▶ **Exercise requirements**
With the line containing "# Notification Services" as the start and the line containing "and lookahead window" as the end, transcribe that span of the entries below exactly, including both.

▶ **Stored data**
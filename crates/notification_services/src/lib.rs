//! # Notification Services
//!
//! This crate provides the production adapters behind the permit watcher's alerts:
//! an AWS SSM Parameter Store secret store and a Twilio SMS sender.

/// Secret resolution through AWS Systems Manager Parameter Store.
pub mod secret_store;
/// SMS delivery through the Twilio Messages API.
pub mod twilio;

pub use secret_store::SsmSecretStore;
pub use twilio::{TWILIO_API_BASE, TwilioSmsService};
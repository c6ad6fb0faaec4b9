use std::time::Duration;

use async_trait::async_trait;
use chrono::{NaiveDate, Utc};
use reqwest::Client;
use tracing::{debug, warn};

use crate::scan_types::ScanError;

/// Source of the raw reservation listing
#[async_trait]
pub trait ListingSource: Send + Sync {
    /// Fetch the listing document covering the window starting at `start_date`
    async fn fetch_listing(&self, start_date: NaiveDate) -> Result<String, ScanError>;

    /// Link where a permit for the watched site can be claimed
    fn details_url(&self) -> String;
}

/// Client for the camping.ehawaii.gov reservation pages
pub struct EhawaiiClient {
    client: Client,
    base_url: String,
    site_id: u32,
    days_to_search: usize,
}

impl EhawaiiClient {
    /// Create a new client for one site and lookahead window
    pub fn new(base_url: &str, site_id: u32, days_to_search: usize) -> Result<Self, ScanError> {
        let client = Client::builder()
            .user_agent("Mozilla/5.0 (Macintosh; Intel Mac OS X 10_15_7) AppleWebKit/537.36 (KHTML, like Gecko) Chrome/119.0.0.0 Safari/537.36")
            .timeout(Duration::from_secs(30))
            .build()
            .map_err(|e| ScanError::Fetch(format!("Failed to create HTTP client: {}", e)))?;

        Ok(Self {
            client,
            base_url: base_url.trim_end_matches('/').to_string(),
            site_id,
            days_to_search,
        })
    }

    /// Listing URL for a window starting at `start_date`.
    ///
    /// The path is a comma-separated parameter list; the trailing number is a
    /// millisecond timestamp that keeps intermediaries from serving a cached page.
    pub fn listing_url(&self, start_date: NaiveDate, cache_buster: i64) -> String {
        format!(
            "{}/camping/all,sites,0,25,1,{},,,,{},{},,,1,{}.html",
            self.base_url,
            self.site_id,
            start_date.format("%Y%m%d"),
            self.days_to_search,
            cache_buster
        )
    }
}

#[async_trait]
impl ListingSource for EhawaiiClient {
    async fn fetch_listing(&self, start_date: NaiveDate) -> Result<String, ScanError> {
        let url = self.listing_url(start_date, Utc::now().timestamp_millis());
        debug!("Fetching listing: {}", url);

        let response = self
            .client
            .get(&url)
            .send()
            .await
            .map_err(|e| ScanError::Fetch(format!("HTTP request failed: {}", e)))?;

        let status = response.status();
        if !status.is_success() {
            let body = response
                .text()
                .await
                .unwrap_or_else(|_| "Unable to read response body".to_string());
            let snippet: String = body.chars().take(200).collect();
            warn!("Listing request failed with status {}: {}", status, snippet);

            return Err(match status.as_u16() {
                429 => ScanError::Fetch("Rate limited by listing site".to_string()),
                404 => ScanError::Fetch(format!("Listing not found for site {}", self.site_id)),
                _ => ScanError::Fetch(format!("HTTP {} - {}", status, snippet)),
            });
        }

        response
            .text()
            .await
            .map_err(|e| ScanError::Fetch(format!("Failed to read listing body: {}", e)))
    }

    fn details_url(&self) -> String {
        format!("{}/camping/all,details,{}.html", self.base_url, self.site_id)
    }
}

▶ **Exercise result**
//! # Notification Services
//!
//! This crate provides the production adapters behind the permit watcher's alerts:
//! an AWS SSM Parameter Store secret store and a Twilio SMS sender.

/// Secret resolution through AWS Systems Manager Parameter Store.
pub mod secret_store;
/// SMS delivery through the Twilio Messages API.
pub mod twilio;

pub use secret_store::SsmSecretStore;
pub use twilio::{TWILIO_API_BASE, TwilioSmsService};
repository c6ad6fb0faaec4b9
use std::time::Duration;

use async_trait::async_trait;
use chrono::{NaiveDate, Utc};
use reqwest::Client;
use tracing::{debug, warn};

use crate::scan_types::ScanError;

/// Source of the raw reservation listing
#[async_trait]
pub trait ListingSource: Send + Sync {
    /// Fetch the listing document covering the window starting at `start_date`
    async fn fetch_listing(&self, start_date: NaiveDate) -> Result<String, ScanError>;

    /// Link where a permit for the watched site can be claimed
    fn details_url(&self) -> String;
}

/// Client for the camping.ehawaii.gov reservation pages
pub struct EhawaiiClient {
    client: Client,
    base_url: String,
    site_id: u32,
    days_to_search: usize,
}

impl EhawaiiClient {
    /// Create a new client for one site and lookahead window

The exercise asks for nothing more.